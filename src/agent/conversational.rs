//! Conversational agent over a blocking inference backend.
//!
//! The backend runs on the agent's single worker thread. Every call, streamed
//! or not, is one job on that thread, so history is rendered and appended by
//! one call at a time even when callers overlap. The history lock is only
//! held to render a prompt or append an exchange, never across `predict`.

use crate::agent::backend::{CompletionCallbacks, DiscardCallbacks, Generation, InferenceBackend};
use crate::agent::callback::{CallbackOutput, StreamingCallback};
use crate::agent::history::{ConversationHistory, ConversationTurn};
use crate::agent::template::{Prompt, PromptTemplate};
use crate::bridge::channel::{BridgeReceiver, Capacity, channel};
use crate::bridge::stream::StreamConsumer;
use crate::bridge::worker::WorkerThread;
use crate::config::AgentConfig;
use crate::defaults;
use crate::error::Result;
use futures_util::Stream;
use std::pin::Pin;
use std::sync::{Arc, Mutex, MutexGuard, PoisonError};
use std::task::{Context, Poll, ready};
use tracing::{debug, info, warn};

/// Agent that owns a conversation history and one inference worker.
pub struct ConversationalAgent<B: InferenceBackend> {
    template: Arc<PromptTemplate>,
    backend: Arc<Mutex<B>>,
    history: Arc<Mutex<ConversationHistory>>,
    worker: WorkerThread,
    capacity: Capacity,
    model_name: String,
}

impl<B: InferenceBackend> ConversationalAgent<B> {
    /// Builds an agent with unbounded session channels.
    ///
    /// Fails with a configuration error if the prompt template is unknown or
    /// malformed, or the backend rejects its parameters.
    pub fn new(config: &AgentConfig, backend: B) -> Result<Self> {
        Self::with_capacity(config, backend, Capacity::Unbounded)
    }

    /// Builds an agent whose session channels use `capacity`.
    pub fn with_capacity(config: &AgentConfig, mut backend: B, capacity: Capacity) -> Result<Self> {
        let template = PromptTemplate::resolve(config.prompt_template.as_ref())?;
        backend.configure(&config.backend_parameters)?;
        let worker = WorkerThread::spawn(defaults::AGENT_WORKER_NAME)?;
        let model_name = backend.model_name().to_string();

        info!(
            template = template.label(),
            model = %model_name,
            "conversational agent ready"
        );

        Ok(Self {
            template: Arc::new(template),
            backend: Arc::new(Mutex::new(backend)),
            history: Arc::new(Mutex::new(ConversationHistory::new(
                config.prompt_preamble.clone(),
            ))),
            worker,
            capacity,
            model_name,
        })
    }

    /// Generates a full reply without streaming.
    ///
    /// Returns the reply text and an interrupt flag that is always `false`.
    pub async fn respond(
        &self,
        human_input: &str,
        conversation_id: &str,
        is_interrupt: bool,
    ) -> Result<(String, bool)> {
        let turn = self.turn(human_input);

        let generation = self
            .worker
            .submit(move || turn.run(&mut DiscardCallbacks))?
            .join()
            .await??;

        debug!(
            conversation_id,
            is_interrupt,
            response = %generation.text,
            "LLM response"
        );
        Ok((generation.text, false))
    }

    /// Starts a generation and returns its tokens as a stream.
    ///
    /// The stream is finite, ordered, and single-use. Dropping it early does
    /// not cancel the backend call: the reply is still generated and still
    /// appended to the history.
    pub fn generate_response(
        &self,
        human_input: &str,
        conversation_id: &str,
        is_interrupt: bool,
    ) -> Result<TokenStream> {
        let turn = self.turn(human_input);
        let (tx, rx) = channel(self.capacity);
        let mut callbacks = StreamingCallback::new(tx);

        debug!(conversation_id, is_interrupt, "starting streamed generation");

        let submission = self.worker.submit(move || {
            match turn.run(&mut callbacks) {
                Ok(generation) => {
                    if !callbacks.is_terminated() {
                        callbacks.on_complete(&generation);
                    }
                }
                Err(err) => {
                    warn!(error = %err, "streamed generation failed");
                    callbacks.on_error(err);
                }
            }
        })?;
        // The job reports through the channel; its return value is not needed.
        drop(submission);

        Ok(TokenStream::new(rx))
    }

    /// Snapshot of the conversation so far, preamble first.
    ///
    /// Does not wait for an in-flight generation.
    pub fn history(&self) -> Vec<ConversationTurn> {
        lock(&self.history).turns().to_vec()
    }

    /// Renders the prompt the next call would send for `input`.
    pub fn render_prompt(&self, input: &str) -> Prompt {
        self.template.render(&lock(&self.history), input)
    }

    pub fn template(&self) -> &PromptTemplate {
        &self.template
    }

    pub fn model_name(&self) -> &str {
        &self.model_name
    }

    fn turn(&self, input: &str) -> Turn<B> {
        Turn {
            backend: self.backend.clone(),
            history: self.history.clone(),
            template: self.template.clone(),
            input: input.to_string(),
        }
    }

    /// Waits for queued generations to finish and stops the worker.
    ///
    /// Blocks the caller.
    pub fn shutdown(self) -> Result<()> {
        self.worker.shutdown()
    }
}

fn lock<T>(mutex: &Mutex<T>) -> MutexGuard<'_, T> {
    // A panicking backend poisons its lock; the history is never left half-written.
    mutex.lock().unwrap_or_else(PoisonError::into_inner)
}

/// One exchange, run as a job on the worker thread.
struct Turn<B> {
    backend: Arc<Mutex<B>>,
    history: Arc<Mutex<ConversationHistory>>,
    template: Arc<PromptTemplate>,
    input: String,
}

impl<B: InferenceBackend> Turn<B> {
    /// Render from current history, predict, then append.
    ///
    /// Only the worker thread locks the backend. Jobs run one at a time, so
    /// no other exchange lands between the render and the append.
    fn run(self, callbacks: &mut dyn CompletionCallbacks) -> Result<Generation> {
        let prompt = self.template.render(&lock(&self.history), &self.input);
        let generation = lock(&self.backend).predict(&prompt, callbacks)?;
        lock(&self.history).push_exchange(self.input, generation.text.clone());
        Ok(generation)
    }
}

/// Tokens of one streamed generation.
pub struct TokenStream {
    inner: StreamConsumer<CallbackOutput, String>,
}

impl TokenStream {
    fn new(rx: BridgeReceiver<CallbackOutput>) -> Self {
        Self {
            inner: StreamConsumer::new(rx, CallbackOutput::into_flow),
        }
    }

    /// True once the session's terminal marker has been consumed.
    pub fn is_terminated(&self) -> bool {
        self.inner.is_terminated()
    }

    /// Groups tokens into sentences.
    pub fn sentences(self) -> SentenceStream<Self> {
        SentenceStream::new(self)
    }
}

impl Stream for TokenStream {
    type Item = Result<String>;

    fn poll_next(mut self: Pin<&mut Self>, cx: &mut Context<'_>) -> Poll<Option<Self::Item>> {
        Pin::new(&mut self.inner).poll_next(cx)
    }
}

/// Buffers a token stream and yields one trimmed sentence at a time.
///
/// A sentence ends with a token ending in `.`, `!`, `?` or a newline. Any
/// remainder is yielded when the token stream ends. Errors pass through and
/// end the stream.
pub struct SentenceStream<S> {
    tokens: S,
    buffer: String,
    done: bool,
}

impl<S> SentenceStream<S> {
    pub fn new(tokens: S) -> Self {
        Self {
            tokens,
            buffer: String::new(),
            done: false,
        }
    }

    fn take_buffer(&mut self) -> Option<String> {
        let sentence = self.buffer.trim().to_string();
        self.buffer.clear();
        (!sentence.is_empty()).then_some(sentence)
    }
}

impl<S> Stream for SentenceStream<S>
where
    S: Stream<Item = Result<String>> + Unpin,
{
    type Item = Result<String>;

    fn poll_next(mut self: Pin<&mut Self>, cx: &mut Context<'_>) -> Poll<Option<Self::Item>> {
        if self.done {
            return Poll::Ready(None);
        }

        loop {
            match ready!(Pin::new(&mut self.tokens).poll_next(cx)) {
                Some(Ok(token)) => {
                    if token.is_empty() {
                        continue;
                    }
                    self.buffer.push_str(&token);
                    if token.ends_with(defaults::SENTENCE_ENDINGS)
                        && let Some(sentence) = self.take_buffer()
                    {
                        return Poll::Ready(Some(Ok(sentence)));
                    }
                }
                Some(Err(err)) => {
                    self.done = true;
                    return Poll::Ready(Some(Err(err)));
                }
                None => {
                    self.done = true;
                    return Poll::Ready(self.take_buffer().map(Ok));
                }
            }
        }
    }
}

#[cfg(test)]
mod tests {
    use super::*;
    use crate::agent::backend::MockBackend;
    use crate::agent::history::Role;
    use crate::agent::template::PromptTemplateSetting;
    use crate::error::BridgeError;
    use futures_util::StreamExt;
    use futures_util::stream;

    fn alpaca_config(preamble: &str) -> AgentConfig {
        AgentConfig {
            prompt_template: Some(PromptTemplateSetting::Named("alpaca".to_string())),
            prompt_preamble: preamble.to_string(),
            ..AgentConfig::default()
        }
    }

    #[tokio::test]
    async fn test_respond_returns_text_and_no_interrupt() {
        let agent = ConversationalAgent::new(
            &alpaca_config("You are helpful."),
            MockBackend::new("mock").with_response("Hello! How can I help?"),
        )
        .unwrap();

        let (text, should_interrupt) = agent.respond("Hi", "conv-1", false).await.unwrap();

        assert_eq!(text, "Hello! How can I help?");
        assert!(!should_interrupt);
    }

    #[tokio::test]
    async fn test_respond_appends_exactly_one_exchange() {
        let agent = ConversationalAgent::new(
            &alpaca_config("You are helpful."),
            MockBackend::new("mock").with_response("Sure."),
        )
        .unwrap();
        assert_eq!(agent.history().len(), 1);

        agent.respond("Hi", "conv-1", false).await.unwrap();

        let history = agent.history();
        assert_eq!(history.len(), 3);
        assert_eq!(history[0], ConversationTurn::system("You are helpful."));
        assert_eq!(history[1], ConversationTurn::human("Hi"));
        assert_eq!(history[2], ConversationTurn::agent("Sure."));
    }

    #[tokio::test]
    async fn test_alpaca_prompt_includes_previous_exchange() {
        let backend = MockBackend::new("mock").with_response("Hey");
        let log = backend.prompt_log();
        let agent = ConversationalAgent::new(&alpaca_config("Be brief."), backend).unwrap();

        agent.respond("Hi", "c", false).await.unwrap();
        agent.respond("Again", "c", false).await.unwrap();

        let prompts = log.lock().unwrap();
        let Prompt::Text(second) = &prompts[1] else {
            panic!("alpaca should render a text prompt");
        };
        assert!(second.contains("System: Be brief.\nHuman: Hi\nAI: Hey"));
        assert!(second.contains("respond to: Again"));
    }

    #[test]
    fn test_unknown_template_fails_construction() {
        let config = AgentConfig {
            prompt_template: Some(PromptTemplateSetting::Named("unknown".to_string())),
            ..AgentConfig::default()
        };
        let result = ConversationalAgent::new(&config, MockBackend::new("mock"));
        assert!(matches!(
            result,
            Err(BridgeError::UnknownPromptTemplate { ref name }) if name == "unknown"
        ));
    }

    #[test]
    fn test_default_template_is_chat() {
        let agent = ConversationalAgent::new(&AgentConfig::default(), MockBackend::new("m")).unwrap();
        assert_eq!(agent.template(), &PromptTemplate::ChatHistoryPlaceholder);
        assert_eq!(agent.model_name(), "m");

        let Prompt::Messages(turns) = agent.render_prompt("hello") else {
            panic!("chat template should render messages");
        };
        assert_eq!(turns.len(), 2);
        assert_eq!(turns[0].role, Role::System);
        assert_eq!(turns[1], ConversationTurn::human("hello"));
    }

    #[tokio::test]
    async fn test_generate_response_streams_tokens_in_order() {
        let agent = ConversationalAgent::new(
            &AgentConfig::default(),
            MockBackend::new("mock").with_response("one two three"),
        )
        .unwrap();

        let tokens: Vec<String> = agent
            .generate_response("count", "c", false)
            .unwrap()
            .map(|t| t.unwrap())
            .collect()
            .await;

        assert_eq!(tokens, vec!["one ", "two ", "three"]);
        assert_eq!(agent.history().len(), 3);
    }

    #[tokio::test]
    async fn test_generate_response_propagates_backend_failure() {
        let agent = ConversationalAgent::new(
            &AgentConfig::default(),
            MockBackend::new("mock").with_failure(),
        )
        .unwrap();

        let mut stream = agent.generate_response("x", "c", false).unwrap();
        assert!(matches!(
            stream.next().await,
            Some(Err(BridgeError::Inference { .. }))
        ));
        assert!(stream.next().await.is_none());
        assert_eq!(agent.history().len(), 1);
    }

    #[tokio::test]
    async fn test_respond_failure_leaves_agent_usable() {
        let agent = ConversationalAgent::new(
            &AgentConfig::default(),
            MockBackend::new("mock").with_failure(),
        )
        .unwrap();

        assert!(agent.respond("a", "c", false).await.is_err());
        assert!(agent.respond("b", "c", false).await.is_err());
        assert_eq!(agent.history().len(), 1);
    }

    #[tokio::test]
    async fn test_sentences_groups_tokens() {
        let tokens = stream::iter(
            ["Hello", " there.", " How", " are", " you?", " Fine"]
                .into_iter()
                .map(|t| Ok(t.to_string())),
        );

        let sentences: Vec<String> = SentenceStream::new(tokens)
            .map(|s| s.unwrap())
            .collect()
            .await;

        assert_eq!(sentences, vec!["Hello there.", "How are you?", "Fine"]);
    }

    #[tokio::test]
    async fn test_sentences_pass_errors_through() {
        let tokens = stream::iter(vec![
            Ok("Partial".to_string()),
            Err(BridgeError::StreamInterrupted),
            Ok("ignored.".to_string()),
        ]);

        let mut sentences = SentenceStream::new(tokens);
        assert!(matches!(
            sentences.next().await,
            Some(Err(BridgeError::StreamInterrupted))
        ));
        assert!(sentences.next().await.is_none());
    }

    #[tokio::test]
    async fn test_generate_response_sentences() {
        let agent = ConversationalAgent::new(
            &AgentConfig::default(),
            MockBackend::new("mock").with_response("Hi there. Nice day!"),
        )
        .unwrap();

        let sentences: Vec<String> = agent
            .generate_response("hi", "c", false)
            .unwrap()
            .sentences()
            .map(|s| s.unwrap())
            .collect()
            .await;

        assert_eq!(sentences, vec!["Hi there.", "Nice day!"]);
    }
}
==============================
Copy out each line of the material in which the word "StreamConsumer" turns up.

* [RESULT FOR THIS TASK]
use crate::bridge::stream::StreamConsumer;
    inner: StreamConsumer<CallbackOutput, String>,
            inner: StreamConsumer::new(rx, CallbackOutput::into_flow),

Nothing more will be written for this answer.